Entre 1890 et 1894 - Toile, 65 X 81 cm
"bien que chacune d'elles ait une conception particulière.
Il a supprimé la profondeur de la table - on ne voit rien de son dessus - et les
objets semblent suspendus sur des plans verticaux, comme le mur lui-même, qui a
été mis en contact étroit avec les objets grâce à ses couleurs et à ses lignes
sévères. Mais dans cet espace contracté Cézanne a osé peindre avec une adresse
parfaite le verre translucide à travers lequel nous apercevons les objets à
différents plans ; il a aussi pétri les tissus en plis compliqués dans lesquels les
objets sont installés comme des arbres et des bâtiments dissimulés par les
dépressions de terrain. En supprimant le plan horizontal, il a donné une cohésion
plus évidente aux formes et aux couleurs sur la surface de la toile, mais il a aussi
joué avec les propriétés matérielles des choses, leur solidité, leur poids, leur
opacité et leur transparence.
Le tableau est merveilleux par l'invention des lignes. Peu d'oeuvres de Cézanne
sont aussi abondantes en courbes et en continuités. La bouteille de Peppermint,
avec son élégant double renflement, la grosse carafe - plus simple et plus
importante - sont deux mélodies d'une grande pureté et d'une grande force. Leurs
éléments réapparaissent dans les rondeurs simplifiées des fruits. Plus belles que
tout le reste sont les courbes de la nappe - formes nouvelles ne nous rappelant
pas une draperie conventionnelle, mais de celles qui sont plus libres qu'aucune que
nous connaissions, bien qu'en sricte harmonie avec les formes voisines.

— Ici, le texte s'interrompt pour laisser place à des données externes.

impl TrackerSyncJob {
    pub fn new(
        store: Arc<dyn TransactionalStore>,
        registry: Arc<ClientRegistry>,
        reporter: Arc<dyn ErrorReporter>,
        clock: Arc<dyn Clock>,
    ) -> Self {
        Self {
            store,
            registry,
            reporter,
            clock,
            batch_size_override: None,
        }
    }

    pub fn with_batch_size_override(mut self, batch_size: Option<BatchSize>) -> Self {
        self.batch_size_override = batch_size;
        self
    }

    pub async fn run(&self, tracker: &Tracker) -> Result<SyncOutcome, Error> {
        let tracker_id = tracker.id;
        let mut outcome = SyncOutcome {
            tracker: tracker.name.clone(),
            ..SyncOutcome::default()
        };

        let now = self.clock.now();
        let watches = run_store_op(&self.store, move |scope| {
            load_watches_needing_update(scope, tracker_id, now)
        })
        .await?;

        if watches.is_empty() {
            info!(
                event = "tracker_sync_nothing_due",
                tracker = %tracker.name,
                "no watches need checking"
            );
            return Ok(outcome);
        }

        let client = self.registry.client_for(tracker)?;
        let capabilities = client.probe().await?;
        let batch_size = self.resolve_batch_size(tracker).await?;
        let server_time = client.current_server_time().await?;

        let batch = select_batch(
            client.as_ref(),
            &watches,
            tracker.sync_comments,
            server_time,
            self.clock.now(),
            batch_size,
        )
        .await?;

        info!(
            event = "tracker_sync_started",
            tracker = %tracker.name,
            due_watches = watches.len(),
            to_check = batch.to_check.len(),
            unmodified = batch.unmodified.len(),
            batch_size = batch_size.as_count(),
            "synchronizing tracker"
        );

        if !batch.to_check.is_empty() {
            client.initialize_remote_bug_db(&batch.to_check).await?;
        }

        let all = batch.all.clone();
        let checked_at = self.clock.now();
        outcome.watches_checked = run_store_op(&self.store, move |scope| {
            mark_watches_checked(scope, tracker_id, &all, checked_at)
        })
        .await?;

        for remote_bug in &batch.to_check {
            outcome.remote_bugs_queried += 1;
            match self
                .process_remote_bug(client.as_ref(), capabilities, tracker, remote_bug)
                .await
            {
                Ok(progress) => {
                    outcome.watches_updated += progress.watches_updated;
                    outcome.comments_imported += progress.comments_imported;
                    outcome.comments_pushed += progress.comments_pushed;
                    outcome.back_links_written += progress.back_links_written;
                    self.record_for_remote_bug(tracker_id, remote_bug, None, None, "checked")
                        .await?;
                }
                Err(err) => {
                    let error = self.report_remote_bug_failure(tracker, remote_bug, &err);
                    let message = short_message(&err);
                    self.record_for_remote_bug(
                        tracker_id,
                        remote_bug,
                        Some(error.kind),
                        Some(error.report_id.clone()),
                        &message,
                    )
                    .await?;
                    outcome.errors.push(error);
                }
            }
        }

        info!(
            event = "tracker_sync_completed",
            tracker = %tracker.name,
            watches_checked = outcome.watches_checked,
            remote_bugs_queried = outcome.remote_bugs_queried,
            watches_updated = outcome.watches_updated,
            comments_imported = outcome.comments_imported,
            comments_pushed = outcome.comments_pushed,
            back_links_written = outcome.back_links_written,
            errors = outcome.errors.len(),
            "tracker synchronized"
        );

        Ok(outcome)
    }

    /// Override, then the tracker's stored size, then a suggestion persisted on the tracker.
    async fn resolve_batch_size(&self, tracker: &Tracker) -> Result<BatchSize, Error> {
        if let Some(batch_size) = self.batch_size_override {
            return Ok(batch_size);
        }
        if let Some(stored) = tracker.batch_size {
            return Ok(BatchSize::from_count(stored));
        }

        let tracker_id = tracker.id;
        let suggested = run_store_op(&self.store, move |scope| {
            let watch_count = count_watches_for_tracker(scope, tracker_id)?;
            let suggested = BatchSize::suggest(watch_count);
            set_tracker_batch_size(scope, tracker_id, Some(suggested.as_count()))?;
            Ok(suggested)
        })
        .await?;

        info!(
            event = "tracker_batch_size_suggested",
            tracker = %tracker.name,
            batch_size = suggested.as_count(),
            "persisted suggested batch size"
        );
        Ok(suggested)
    }

    async fn process_remote_bug(
        &self,
        client: &dyn RemoteTrackerClient,
        capabilities: Capabilities,
        tracker: &Tracker,
        remote_bug: &str,
    ) -> Result<RemoteBugProgress, Error> {
        let mut progress = RemoteBugProgress::default();
        let tracker_id = tracker.id;

        let mut snapshot = RemoteBugSnapshot {
            remote_status: client.remote_status(remote_bug).await?,
            remote_importance: client.remote_importance(remote_bug).await?,
            comment_ids: Vec::new(),
        };
        let local_status = self.translate_status(client, tracker, remote_bug, &snapshot.remote_status);
        let local_importance =
            self.translate_importance(client, tracker, remote_bug, &snapshot.remote_importance);

        let remote = remote_bug.to_string();
        let remote_status = snapshot.remote_status.clone();
        let remote_importance = snapshot.remote_importance.clone();
        let changed_at = self.clock.now();
        let (watches, updated) = run_store_op(&self.store, move |scope| {
            let mut watches = Vec::new();
            let mut updated = 0;
            for watch in load_watches_for_remote_bug(scope, tracker_id, &remote)? {
                let changed = watch.remote_status.as_deref() != Some(remote_status.as_str())
                    || watch.remote_importance.as_deref() != Some(remote_importance.as_str());
                if changed {
                    update_remote_state(
                        scope,
                        watch.id,
                        &RemoteState {
                            remote_status: &remote_status,
                            remote_importance: &remote_importance,
                            local_status: local_status.as_db_str(),
                            local_importance: local_importance.as_db_str(),
                        },
                        changed_at,
                    )?;
                    updated += 1;
                }
                let bug = get_bug(scope, watch.bug_id)?;
                watches.push((watch, bug));
            }
            Ok((watches, updated))
        })
        .await?;
        progress.watches_updated = updated;

        let live_watches: Vec<&Watch> = watches
            .iter()
            .filter(|(_, bug)| bug.as_ref().is_some_and(LocalBug::is_live))
            .map(|(watch, _)| watch)
            .collect();
        if live_watches.is_empty() {
            return Ok(progress);
        }

        let import_comments = tracker.sync_comments && capabilities.comment_import;
        let push_comments = tracker.sync_comments && capabilities.comment_push;

        if import_comments {
            snapshot.comment_ids = client.comment_ids(remote_bug).await?;
        }

        for watch in live_watches {
            if import_comments {
                progress.comments_imported += self
                    .import_comments(client, watch.id, remote_bug, &snapshot.comment_ids)
                    .await?;
            }
            if push_comments {
                progress.comments_pushed += self.push_comments(client, watch.id, remote_bug).await?;
            }
            if capabilities.back_linking {
                let outcome =
                    reconcile(client, &self.store, tracker_id, remote_bug, watch.bug_id).await?;
                if outcome.wrote_link() {
                    progress.back_links_written += 1;
                }
            }
        }

        Ok(progress)
    }

    fn translate_status(
        &self,
        client: &dyn RemoteTrackerClient,
        tracker: &Tracker,
        remote_bug: &str,
        remote_status: &str,
    ) -> LocalStatus {
        client
            .convert_remote_status(remote_status)
            .unwrap_or_else(|err| {
                self.warn_untranslatable(tracker, remote_bug, "remote_status", remote_status, &err);
                LocalStatus::Unknown
            })
    }

    fn translate_importance(
        &self,
        client: &dyn RemoteTrackerClient,
        tracker: &Tracker,
        remote_bug: &str,
        remote_importance: &str,
    ) -> LocalImportance {
        client
            .convert_remote_importance(remote_importance)
            .unwrap_or_else(|err| {
                self.warn_untranslatable(
                    tracker,
                    remote_bug,
                    "remote_importance",
                    remote_importance,
                    &err,
                );
                LocalImportance::Unknown
            })
    }

    fn warn_untranslatable(
        &self,
        tracker: &Tracker,
        remote_bug: &str,
        field: &str,
        value: &str,
        err: &crate::remote::RemoteError,
    ) {
        warn!(
            event = "remote_value_untranslatable",
            tracker = %tracker.name,
            remote_bug = remote_bug,
            field = field,
            value = value,
            "treating untranslatable remote value as unknown"
        );
        self.reporter.report(
            Severity::Warning,
            classify(err),
            &err.to_string(),
            &[
                ("tracker", tracker.name.clone()),
                ("remote_bug", remote_bug.to_string()),
                (field, value.to_string()),
            ],
        );
    }

    /// Imports remote comments the watch has not seen yet. Returns the number imported.
    async fn import_comments(
        &self,
        client: &dyn RemoteTrackerClient,
        watch_id: i64,
        remote_bug: &str,
        comment_ids: &[String],
    ) -> Result<usize, Error> {
        if comment_ids.is_empty() {
            return Ok(0);
        }

        let known =
            run_store_op(&self.store, move |scope| known_remote_comment_ids(scope, watch_id))
                .await?;
        let new_ids: Vec<String> = comment_ids
            .iter()
            .filter(|comment_id| !known.contains(*comment_id))
            .cloned()
            .collect();
        if new_ids.is_empty() {
            return Ok(0);
        }

        client.fetch_comments(remote_bug, &new_ids).await?;
        let mut comments: Vec<RemoteComment> = Vec::with_capacity(new_ids.len());
        let mut seen = HashSet::new();
        for comment_id in &new_ids {
            if seen.insert(comment_id.as_str()) {
                comments.push(client.comment(remote_bug, comment_id).await?);
            }
        }

        let imported = run_store_op(&self.store, move |scope| {
            for comment in &comments {
                insert_comment(
                    scope,
                    &NewComment {
                        watch_id,
                        remote_comment_id: Some(&comment.id),
                        origin: CommentOrigin::Remote,
                        author: &comment.author,
                        body: &comment.body,
                        posted_at: comment.posted_at,
                    },
                )?;
            }
            Ok(comments.len())
        })
        .await?;

        Ok(imported)
    }

    /// Pushes pending local comments one at a time, recording each remote id as it lands.
    async fn push_comments(
        &self,
        client: &dyn RemoteTrackerClient,
        watch_id: i64,
        remote_bug: &str,
    ) -> Result<usize, Error> {
        let pending =
            run_store_op(&self.store, move |scope| unpushed_comments(scope, watch_id)).await?;

        let mut pushed = 0;
        for comment in pending {
            let remote_comment_id = client
                .add_remote_comment(remote_bug, &comment.body, comment.id)
                .await?;
            let comment_id = comment.id;
            run_store_op(&self.store, move |scope| {
                mark_comment_pushed(scope, comment_id, &remote_comment_id)
            })
            .await?;
            pushed += 1;
        }
        Ok(pushed)
    }

    fn report_remote_bug_failure(
        &self,
        tracker: &Tracker,
        remote_bug: &str,
        err: &Error,
    ) -> RemoteBugError {
        let kind = classify(err);
        warn!(
            event = "remote_bug_sync_failed",
            tracker = %tracker.name,
            remote_bug = remote_bug,
            kind = %kind,
            error = %err,
            "failed to synchronize remote bug"
        );
        let report_id = self.reporter.report(
            Severity::Error,
            kind,
            &format!("failed to synchronize remote bug {remote_bug}"),
            &[
                ("tracker", tracker.name.clone()),
                ("tracker_kind", tracker.kind.clone()),
                ("remote_bug", remote_bug.to_string()),
                ("error", err.to_string()),
            ],
        );
        RemoteBugError {
            remote_bug: remote_bug.to_string(),
            kind,
            report_id,
        }
    }

    /// Appends one activity row per watch of `remote_bug` and updates their last error.
    async fn record_for_remote_bug(
        &self,
        tracker_id: i64,
        remote_bug: &str,
        kind: Option<SyncErrorKind>,
        report_id: Option<String>,
        message: &str,
    ) -> Result<usize, Error> {
        let remote = remote_bug.to_string();
        let message = message.to_string();
        let now = self.clock.now();
        run_store_op(&self.store, move |scope| {
            let watch_ids: Vec<i64> = load_watches_for_remote_bug(scope, tracker_id, &remote)?
                .into_iter()
                .map(|watch| watch.id)
                .collect();
            record_check_result(
                scope,
                &watch_ids,
                &CheckResult {
                    result: kind,
                    report_id: report_id.as_deref(),
                    message: &message,
                },
                now,
            )
        })
        .await
    }
}
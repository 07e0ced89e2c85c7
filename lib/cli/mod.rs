use crate::build_info;
use clap::Parser;

#[derive(Parser, Debug)]
#[command(
    about = "Synchronize bug watches with external bug trackers",
    version = build_info::VERSION_WITH_COMMIT,
    long_version = build_info::VERSION_WITH_COMMIT
)]
pub struct Cli {
    #[clap(short, long = "tracker", value_name = "NAME")]
    /// Only synchronize these trackers (repeatable). Defaults to all trackers
    pub trackers: Vec<String>,

    #[clap(short, long)]
    /// Max remote bugs queried per tracker; 0 means unlimited. Overrides SYNC_BATCH_SIZE
    pub batch_size: Option<i64>,

    #[clap(short, long)]
    /// Number of tracker jobs to run concurrently. Overrides SYNC_JOBS
    pub jobs: Option<usize>,

    #[clap(long, requires = "trackers")]
    /// Forget previous checks of the selected trackers and resynchronize them from scratch
    pub reset: bool,
}

pub fn parse_args() -> Cli {
    Cli::parse()
}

Il y a sur le lourd tissu bleu un jeu séduisant d'ornements noirs - rythmes
secondaires de formes droites et courbes ingénieusement adaptées aux lignes des
autres objets et déployées de telle façon que nous ne pouvons distinguer le motif
qui décore ce tapis - nous connaissons seulement le motif le plus intéressant qui
résulte de son interception par des creux et des plis accidentels. Les continuités et
les croisements caractéristiques de lignes sont la bande rougeâtre sur le mur, qui
se prolonge dans la carafe, la ligne verticlale poursuivie sur le bord de la bouteille
et émergeant à nouveau dans la ligne de la nappe qui touche au citron d'où
tombent des rayures verticales sur le tapis bleu. Le mur, le tapis avec ses
ornements, la bouteille et la carafe découlent d'une même gamme sévère de verts,
de gris, de violets et de bleus avec de nombreux accents noirs ; les taches
d'intensité et de chaleur contrastantes sont groupées par ensembles verticaux et
horizontaux qui conservent l'austère architecture du mur.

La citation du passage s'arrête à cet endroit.